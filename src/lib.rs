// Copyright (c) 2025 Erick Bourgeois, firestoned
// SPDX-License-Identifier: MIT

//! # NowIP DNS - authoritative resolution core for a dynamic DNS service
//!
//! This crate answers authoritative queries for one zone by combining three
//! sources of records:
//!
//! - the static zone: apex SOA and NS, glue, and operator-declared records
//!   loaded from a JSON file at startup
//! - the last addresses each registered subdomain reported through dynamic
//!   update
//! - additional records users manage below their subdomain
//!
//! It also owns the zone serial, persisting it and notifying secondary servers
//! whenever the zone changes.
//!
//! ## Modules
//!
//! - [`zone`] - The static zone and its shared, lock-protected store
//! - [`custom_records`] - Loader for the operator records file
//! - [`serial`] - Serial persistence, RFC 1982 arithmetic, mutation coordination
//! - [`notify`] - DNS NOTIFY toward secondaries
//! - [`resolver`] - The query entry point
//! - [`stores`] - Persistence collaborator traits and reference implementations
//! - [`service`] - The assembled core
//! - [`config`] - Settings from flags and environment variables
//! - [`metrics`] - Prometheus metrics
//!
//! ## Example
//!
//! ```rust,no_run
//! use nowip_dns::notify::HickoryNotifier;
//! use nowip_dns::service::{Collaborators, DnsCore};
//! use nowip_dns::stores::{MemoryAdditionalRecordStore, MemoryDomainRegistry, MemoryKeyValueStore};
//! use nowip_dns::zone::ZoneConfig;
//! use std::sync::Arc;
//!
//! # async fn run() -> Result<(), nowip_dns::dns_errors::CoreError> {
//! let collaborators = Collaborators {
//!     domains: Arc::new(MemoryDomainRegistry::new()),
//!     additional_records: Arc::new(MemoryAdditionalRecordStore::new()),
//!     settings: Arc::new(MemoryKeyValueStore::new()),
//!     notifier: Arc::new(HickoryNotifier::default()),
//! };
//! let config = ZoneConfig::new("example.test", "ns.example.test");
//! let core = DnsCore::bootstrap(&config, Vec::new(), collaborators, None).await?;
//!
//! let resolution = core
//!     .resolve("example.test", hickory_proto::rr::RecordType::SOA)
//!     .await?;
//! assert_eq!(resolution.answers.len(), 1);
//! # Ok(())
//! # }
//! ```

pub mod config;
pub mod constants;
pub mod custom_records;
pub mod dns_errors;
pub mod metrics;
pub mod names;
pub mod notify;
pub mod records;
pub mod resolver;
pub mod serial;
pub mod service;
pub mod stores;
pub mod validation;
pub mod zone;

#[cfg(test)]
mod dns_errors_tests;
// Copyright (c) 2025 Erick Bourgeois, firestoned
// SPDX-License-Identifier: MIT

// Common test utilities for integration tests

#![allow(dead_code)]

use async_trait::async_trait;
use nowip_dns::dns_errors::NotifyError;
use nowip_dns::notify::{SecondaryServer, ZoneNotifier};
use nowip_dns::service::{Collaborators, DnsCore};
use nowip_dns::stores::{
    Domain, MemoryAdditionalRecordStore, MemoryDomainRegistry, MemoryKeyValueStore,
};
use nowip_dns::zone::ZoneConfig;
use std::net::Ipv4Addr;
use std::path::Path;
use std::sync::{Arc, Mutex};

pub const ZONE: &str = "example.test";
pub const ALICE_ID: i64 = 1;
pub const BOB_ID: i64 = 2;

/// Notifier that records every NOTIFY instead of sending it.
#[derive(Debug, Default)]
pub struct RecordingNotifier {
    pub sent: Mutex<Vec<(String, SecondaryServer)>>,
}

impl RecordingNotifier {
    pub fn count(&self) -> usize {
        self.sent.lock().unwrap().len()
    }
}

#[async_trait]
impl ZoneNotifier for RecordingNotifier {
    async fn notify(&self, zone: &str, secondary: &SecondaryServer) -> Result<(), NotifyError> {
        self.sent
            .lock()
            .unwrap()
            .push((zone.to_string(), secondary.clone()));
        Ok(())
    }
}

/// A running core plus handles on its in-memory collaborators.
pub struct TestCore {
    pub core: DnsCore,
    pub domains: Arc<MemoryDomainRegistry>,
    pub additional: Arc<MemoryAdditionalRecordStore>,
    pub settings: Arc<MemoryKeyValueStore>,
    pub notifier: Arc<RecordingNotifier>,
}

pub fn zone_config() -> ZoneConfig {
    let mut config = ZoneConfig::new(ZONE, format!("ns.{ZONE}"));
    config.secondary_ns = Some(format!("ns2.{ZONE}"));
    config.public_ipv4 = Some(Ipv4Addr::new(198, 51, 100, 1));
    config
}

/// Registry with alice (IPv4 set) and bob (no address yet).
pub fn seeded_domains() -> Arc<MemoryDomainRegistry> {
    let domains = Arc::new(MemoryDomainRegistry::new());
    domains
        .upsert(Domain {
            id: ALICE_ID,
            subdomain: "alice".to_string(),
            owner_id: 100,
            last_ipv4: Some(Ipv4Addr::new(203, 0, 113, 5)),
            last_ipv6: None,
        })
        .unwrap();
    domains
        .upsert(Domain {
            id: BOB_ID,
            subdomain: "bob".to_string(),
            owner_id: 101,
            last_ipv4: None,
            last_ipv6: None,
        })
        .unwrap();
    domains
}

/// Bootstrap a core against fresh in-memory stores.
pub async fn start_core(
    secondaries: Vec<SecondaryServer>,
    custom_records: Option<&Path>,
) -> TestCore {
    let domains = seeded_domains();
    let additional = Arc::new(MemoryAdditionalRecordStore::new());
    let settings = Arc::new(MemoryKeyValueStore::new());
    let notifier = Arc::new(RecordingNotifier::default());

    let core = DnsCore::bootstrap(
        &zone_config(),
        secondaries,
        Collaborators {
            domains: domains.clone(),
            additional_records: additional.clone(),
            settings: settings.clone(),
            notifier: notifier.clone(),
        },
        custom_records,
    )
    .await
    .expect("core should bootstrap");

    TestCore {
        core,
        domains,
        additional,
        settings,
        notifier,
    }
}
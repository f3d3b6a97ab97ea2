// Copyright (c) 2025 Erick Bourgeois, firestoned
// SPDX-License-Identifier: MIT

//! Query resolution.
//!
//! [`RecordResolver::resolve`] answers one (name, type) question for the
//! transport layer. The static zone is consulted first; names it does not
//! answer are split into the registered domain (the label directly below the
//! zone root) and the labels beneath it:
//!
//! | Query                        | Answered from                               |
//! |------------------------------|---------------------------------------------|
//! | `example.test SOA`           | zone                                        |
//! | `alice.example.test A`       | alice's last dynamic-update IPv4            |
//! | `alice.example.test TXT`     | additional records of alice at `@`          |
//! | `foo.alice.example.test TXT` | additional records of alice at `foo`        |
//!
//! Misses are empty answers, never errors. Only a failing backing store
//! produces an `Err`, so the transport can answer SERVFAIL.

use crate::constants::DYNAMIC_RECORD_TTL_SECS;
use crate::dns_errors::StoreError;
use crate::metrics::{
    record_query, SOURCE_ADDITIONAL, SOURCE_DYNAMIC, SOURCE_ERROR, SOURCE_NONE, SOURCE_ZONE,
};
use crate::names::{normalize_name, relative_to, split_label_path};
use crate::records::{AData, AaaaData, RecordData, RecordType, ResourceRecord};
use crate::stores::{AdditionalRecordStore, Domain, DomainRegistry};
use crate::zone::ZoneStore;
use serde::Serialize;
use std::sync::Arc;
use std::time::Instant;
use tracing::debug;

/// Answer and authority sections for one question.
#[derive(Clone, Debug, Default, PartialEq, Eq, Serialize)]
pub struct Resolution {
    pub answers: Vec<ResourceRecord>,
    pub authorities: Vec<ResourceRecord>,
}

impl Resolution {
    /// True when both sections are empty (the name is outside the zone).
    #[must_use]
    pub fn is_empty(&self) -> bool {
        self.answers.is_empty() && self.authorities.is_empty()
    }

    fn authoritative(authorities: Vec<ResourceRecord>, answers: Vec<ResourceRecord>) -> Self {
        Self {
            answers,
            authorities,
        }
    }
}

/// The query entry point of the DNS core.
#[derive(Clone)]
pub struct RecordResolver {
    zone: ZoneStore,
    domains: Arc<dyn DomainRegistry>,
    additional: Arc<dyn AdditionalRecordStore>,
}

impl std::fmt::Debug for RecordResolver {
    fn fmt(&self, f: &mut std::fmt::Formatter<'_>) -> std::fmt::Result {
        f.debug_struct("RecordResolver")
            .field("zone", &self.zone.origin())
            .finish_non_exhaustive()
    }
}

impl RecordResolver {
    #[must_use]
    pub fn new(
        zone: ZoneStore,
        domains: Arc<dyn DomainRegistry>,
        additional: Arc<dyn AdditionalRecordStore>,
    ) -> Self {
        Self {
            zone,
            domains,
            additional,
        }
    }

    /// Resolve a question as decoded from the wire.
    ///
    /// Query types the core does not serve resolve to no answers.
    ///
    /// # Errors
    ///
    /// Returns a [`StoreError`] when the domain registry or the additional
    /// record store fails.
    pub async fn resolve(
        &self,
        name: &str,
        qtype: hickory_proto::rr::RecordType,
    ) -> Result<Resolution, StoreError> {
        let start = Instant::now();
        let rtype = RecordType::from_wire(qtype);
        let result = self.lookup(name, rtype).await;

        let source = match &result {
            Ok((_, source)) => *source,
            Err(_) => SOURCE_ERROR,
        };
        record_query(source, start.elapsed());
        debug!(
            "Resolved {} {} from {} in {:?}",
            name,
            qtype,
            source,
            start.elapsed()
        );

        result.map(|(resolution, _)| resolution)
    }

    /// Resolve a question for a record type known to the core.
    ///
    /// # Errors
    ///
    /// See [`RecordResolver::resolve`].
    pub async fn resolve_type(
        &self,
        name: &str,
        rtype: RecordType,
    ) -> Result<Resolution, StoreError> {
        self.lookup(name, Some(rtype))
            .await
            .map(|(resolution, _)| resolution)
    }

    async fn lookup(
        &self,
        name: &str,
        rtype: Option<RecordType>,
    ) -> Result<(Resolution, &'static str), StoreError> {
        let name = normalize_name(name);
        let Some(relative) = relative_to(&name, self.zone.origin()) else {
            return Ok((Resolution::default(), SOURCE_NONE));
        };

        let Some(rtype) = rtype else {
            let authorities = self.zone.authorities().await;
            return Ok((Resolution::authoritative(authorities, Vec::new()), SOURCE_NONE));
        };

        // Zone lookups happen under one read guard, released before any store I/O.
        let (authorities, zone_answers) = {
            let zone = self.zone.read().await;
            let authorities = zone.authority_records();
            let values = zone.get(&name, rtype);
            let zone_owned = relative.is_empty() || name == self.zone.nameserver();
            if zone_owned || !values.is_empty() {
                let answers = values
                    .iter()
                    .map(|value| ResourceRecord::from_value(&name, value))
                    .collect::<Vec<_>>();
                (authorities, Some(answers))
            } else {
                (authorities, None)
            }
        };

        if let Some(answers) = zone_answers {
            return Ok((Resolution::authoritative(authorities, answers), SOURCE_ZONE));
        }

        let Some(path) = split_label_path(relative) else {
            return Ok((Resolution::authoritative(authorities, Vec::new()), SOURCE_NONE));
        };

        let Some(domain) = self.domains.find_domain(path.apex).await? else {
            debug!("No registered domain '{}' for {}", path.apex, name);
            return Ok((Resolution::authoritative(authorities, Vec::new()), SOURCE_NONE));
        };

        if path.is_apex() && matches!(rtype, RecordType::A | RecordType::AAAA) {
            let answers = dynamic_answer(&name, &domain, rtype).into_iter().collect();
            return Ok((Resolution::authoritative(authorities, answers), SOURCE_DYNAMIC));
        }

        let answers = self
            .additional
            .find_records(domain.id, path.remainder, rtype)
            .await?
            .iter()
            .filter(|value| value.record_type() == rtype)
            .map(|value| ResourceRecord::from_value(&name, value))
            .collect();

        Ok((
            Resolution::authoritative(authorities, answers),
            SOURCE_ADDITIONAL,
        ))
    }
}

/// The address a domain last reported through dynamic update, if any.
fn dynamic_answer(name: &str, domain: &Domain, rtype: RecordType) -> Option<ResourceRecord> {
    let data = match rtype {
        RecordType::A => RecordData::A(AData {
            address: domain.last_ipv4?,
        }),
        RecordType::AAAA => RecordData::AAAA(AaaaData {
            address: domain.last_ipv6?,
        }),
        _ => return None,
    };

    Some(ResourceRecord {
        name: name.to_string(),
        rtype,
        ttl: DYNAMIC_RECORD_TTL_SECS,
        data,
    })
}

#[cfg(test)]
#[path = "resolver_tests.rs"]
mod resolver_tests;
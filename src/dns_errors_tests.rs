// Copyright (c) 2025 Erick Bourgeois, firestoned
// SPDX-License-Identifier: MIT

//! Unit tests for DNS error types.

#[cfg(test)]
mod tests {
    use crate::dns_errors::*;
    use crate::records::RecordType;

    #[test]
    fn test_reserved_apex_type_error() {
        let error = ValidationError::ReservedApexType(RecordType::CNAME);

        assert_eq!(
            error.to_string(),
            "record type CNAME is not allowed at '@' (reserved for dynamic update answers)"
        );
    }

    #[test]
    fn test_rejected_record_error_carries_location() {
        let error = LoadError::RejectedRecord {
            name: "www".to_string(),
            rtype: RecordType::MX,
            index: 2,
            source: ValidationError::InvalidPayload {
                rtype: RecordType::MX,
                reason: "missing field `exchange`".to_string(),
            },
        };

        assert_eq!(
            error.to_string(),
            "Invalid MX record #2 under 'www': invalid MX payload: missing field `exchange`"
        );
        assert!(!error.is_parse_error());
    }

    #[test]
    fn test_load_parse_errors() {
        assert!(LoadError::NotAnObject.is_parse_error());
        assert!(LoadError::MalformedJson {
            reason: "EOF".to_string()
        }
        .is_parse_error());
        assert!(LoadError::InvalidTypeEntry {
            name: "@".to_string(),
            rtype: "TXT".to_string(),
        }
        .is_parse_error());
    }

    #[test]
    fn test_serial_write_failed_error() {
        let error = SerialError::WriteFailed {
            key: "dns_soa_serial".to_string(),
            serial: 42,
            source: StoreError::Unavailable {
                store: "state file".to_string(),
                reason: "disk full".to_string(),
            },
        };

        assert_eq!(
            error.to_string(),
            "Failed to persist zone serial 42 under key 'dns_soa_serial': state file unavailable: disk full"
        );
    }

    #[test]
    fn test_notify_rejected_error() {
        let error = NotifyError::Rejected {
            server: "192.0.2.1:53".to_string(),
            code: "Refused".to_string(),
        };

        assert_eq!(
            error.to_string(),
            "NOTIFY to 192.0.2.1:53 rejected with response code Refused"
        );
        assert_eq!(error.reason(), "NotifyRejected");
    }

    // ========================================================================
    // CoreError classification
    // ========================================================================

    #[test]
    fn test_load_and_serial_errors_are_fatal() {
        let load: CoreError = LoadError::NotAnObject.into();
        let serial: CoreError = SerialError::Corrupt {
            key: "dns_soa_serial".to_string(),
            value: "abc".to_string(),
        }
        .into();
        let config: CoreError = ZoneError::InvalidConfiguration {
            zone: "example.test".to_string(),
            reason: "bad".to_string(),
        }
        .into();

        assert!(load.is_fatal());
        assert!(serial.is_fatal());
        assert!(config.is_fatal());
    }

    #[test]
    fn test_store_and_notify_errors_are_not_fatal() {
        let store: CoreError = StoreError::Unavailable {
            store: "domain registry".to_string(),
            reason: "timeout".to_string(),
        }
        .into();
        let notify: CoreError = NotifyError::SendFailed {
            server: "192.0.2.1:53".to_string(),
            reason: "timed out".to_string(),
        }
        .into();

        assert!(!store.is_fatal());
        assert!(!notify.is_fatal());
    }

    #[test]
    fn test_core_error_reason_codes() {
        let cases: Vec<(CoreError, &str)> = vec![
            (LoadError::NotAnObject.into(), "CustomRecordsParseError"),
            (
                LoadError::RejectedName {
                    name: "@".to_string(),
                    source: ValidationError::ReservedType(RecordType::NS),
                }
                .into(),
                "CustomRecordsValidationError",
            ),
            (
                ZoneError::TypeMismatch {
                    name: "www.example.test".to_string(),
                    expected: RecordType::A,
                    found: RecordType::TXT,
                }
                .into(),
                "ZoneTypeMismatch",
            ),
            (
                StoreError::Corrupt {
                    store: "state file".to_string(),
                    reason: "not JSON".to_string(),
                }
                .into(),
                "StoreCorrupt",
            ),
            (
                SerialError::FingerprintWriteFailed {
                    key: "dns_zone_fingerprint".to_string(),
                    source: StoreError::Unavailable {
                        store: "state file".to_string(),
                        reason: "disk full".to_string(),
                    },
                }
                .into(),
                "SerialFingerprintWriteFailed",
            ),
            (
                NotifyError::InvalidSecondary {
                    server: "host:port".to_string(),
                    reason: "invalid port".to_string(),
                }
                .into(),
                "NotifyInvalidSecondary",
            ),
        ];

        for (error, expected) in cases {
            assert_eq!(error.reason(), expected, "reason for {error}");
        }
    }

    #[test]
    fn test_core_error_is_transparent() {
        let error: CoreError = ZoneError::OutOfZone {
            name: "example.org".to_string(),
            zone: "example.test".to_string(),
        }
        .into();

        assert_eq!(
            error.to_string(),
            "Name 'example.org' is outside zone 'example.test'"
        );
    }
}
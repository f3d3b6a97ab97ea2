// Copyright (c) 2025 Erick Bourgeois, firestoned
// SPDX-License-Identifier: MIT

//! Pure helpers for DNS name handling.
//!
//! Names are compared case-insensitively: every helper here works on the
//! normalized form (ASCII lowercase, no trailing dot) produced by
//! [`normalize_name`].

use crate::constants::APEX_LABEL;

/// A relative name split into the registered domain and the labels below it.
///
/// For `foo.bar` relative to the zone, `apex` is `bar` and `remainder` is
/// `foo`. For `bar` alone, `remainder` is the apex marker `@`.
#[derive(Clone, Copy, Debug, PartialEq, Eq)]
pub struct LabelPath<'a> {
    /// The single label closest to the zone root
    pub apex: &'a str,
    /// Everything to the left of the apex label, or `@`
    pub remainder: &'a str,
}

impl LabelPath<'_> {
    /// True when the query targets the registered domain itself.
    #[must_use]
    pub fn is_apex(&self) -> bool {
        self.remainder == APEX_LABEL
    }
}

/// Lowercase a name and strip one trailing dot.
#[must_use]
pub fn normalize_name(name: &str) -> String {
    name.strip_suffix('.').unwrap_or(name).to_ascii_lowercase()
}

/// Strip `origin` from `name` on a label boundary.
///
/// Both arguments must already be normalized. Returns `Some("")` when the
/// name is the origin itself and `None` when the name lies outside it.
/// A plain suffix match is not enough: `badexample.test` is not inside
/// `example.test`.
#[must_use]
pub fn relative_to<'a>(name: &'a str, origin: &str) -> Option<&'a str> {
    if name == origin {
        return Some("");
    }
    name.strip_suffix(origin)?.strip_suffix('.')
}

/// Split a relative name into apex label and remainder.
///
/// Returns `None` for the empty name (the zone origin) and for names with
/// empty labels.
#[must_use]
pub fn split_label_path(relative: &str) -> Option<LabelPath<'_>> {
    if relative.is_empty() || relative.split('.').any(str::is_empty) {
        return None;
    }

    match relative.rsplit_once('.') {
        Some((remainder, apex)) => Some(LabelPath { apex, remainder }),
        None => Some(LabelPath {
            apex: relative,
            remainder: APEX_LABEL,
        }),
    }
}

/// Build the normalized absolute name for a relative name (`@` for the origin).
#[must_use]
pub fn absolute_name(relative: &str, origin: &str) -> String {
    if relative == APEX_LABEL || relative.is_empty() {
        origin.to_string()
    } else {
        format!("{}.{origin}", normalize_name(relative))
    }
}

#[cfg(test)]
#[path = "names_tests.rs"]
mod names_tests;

## Exercise
Determine how many lines in the listing hold the word "authoritative". Give only that figure.

## Expected answer
9